Directions. Of all the lines in the entries, how many carry the word "path"? The reply is that number and no more.

Dataset records.
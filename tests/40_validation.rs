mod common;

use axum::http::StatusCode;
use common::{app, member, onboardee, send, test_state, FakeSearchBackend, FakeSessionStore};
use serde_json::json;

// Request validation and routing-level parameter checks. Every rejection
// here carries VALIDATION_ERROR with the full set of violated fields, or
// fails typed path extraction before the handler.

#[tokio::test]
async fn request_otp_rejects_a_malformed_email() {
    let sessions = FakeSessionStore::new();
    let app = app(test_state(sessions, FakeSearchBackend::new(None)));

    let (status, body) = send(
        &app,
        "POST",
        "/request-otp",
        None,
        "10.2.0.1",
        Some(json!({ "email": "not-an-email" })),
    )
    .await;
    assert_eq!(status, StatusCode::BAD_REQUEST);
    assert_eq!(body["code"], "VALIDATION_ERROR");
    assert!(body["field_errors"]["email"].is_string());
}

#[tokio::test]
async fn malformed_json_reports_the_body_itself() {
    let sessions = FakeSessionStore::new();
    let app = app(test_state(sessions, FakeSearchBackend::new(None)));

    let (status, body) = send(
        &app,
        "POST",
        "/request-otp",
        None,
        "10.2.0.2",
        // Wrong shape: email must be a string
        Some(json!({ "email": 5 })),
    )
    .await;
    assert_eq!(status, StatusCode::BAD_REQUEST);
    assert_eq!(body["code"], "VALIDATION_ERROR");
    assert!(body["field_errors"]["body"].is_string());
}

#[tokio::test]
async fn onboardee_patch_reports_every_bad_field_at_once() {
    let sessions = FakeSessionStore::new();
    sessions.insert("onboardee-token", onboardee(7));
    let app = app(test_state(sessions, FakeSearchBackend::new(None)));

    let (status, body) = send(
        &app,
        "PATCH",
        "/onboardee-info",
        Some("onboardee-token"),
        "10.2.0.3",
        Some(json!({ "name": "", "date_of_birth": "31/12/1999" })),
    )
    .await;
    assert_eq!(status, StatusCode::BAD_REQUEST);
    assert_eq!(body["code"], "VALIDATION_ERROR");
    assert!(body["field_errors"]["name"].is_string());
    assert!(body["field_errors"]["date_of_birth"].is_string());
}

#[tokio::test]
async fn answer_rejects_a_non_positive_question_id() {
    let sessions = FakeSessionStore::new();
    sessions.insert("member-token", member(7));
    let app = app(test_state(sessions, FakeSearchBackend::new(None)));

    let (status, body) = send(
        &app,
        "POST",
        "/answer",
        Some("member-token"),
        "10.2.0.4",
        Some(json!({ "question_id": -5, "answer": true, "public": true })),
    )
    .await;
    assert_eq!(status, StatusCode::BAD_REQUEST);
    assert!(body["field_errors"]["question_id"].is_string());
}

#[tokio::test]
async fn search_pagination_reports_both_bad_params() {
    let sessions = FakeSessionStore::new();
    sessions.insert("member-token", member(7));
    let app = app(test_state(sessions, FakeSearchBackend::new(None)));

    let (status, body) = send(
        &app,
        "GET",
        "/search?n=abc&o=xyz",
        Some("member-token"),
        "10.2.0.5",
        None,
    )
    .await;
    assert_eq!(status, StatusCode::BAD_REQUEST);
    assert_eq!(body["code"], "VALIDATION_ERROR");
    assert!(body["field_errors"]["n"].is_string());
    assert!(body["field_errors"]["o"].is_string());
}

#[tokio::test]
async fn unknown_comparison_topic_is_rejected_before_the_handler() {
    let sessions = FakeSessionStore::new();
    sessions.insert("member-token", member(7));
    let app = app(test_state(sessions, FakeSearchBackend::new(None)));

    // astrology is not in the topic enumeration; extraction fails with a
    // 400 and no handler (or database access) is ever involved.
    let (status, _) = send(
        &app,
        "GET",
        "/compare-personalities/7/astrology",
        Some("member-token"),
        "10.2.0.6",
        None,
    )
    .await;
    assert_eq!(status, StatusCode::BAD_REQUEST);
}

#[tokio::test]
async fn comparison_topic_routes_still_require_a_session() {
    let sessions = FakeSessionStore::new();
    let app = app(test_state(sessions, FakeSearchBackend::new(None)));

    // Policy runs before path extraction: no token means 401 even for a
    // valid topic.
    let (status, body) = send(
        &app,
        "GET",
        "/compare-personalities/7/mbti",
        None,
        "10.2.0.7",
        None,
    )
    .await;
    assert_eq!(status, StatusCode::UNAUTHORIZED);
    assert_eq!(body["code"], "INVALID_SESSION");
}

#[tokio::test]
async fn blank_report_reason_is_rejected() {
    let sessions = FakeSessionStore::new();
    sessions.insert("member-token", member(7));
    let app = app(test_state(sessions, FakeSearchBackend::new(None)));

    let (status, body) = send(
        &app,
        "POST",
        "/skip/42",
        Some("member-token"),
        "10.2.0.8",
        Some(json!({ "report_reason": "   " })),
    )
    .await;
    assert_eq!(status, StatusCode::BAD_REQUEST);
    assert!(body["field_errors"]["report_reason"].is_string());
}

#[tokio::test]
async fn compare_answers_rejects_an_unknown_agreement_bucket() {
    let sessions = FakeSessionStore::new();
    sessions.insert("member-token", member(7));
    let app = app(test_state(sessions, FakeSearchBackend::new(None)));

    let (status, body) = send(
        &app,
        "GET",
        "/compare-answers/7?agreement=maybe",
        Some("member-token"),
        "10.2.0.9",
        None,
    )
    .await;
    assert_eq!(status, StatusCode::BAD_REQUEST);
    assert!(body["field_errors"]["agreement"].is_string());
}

Exercise output. 2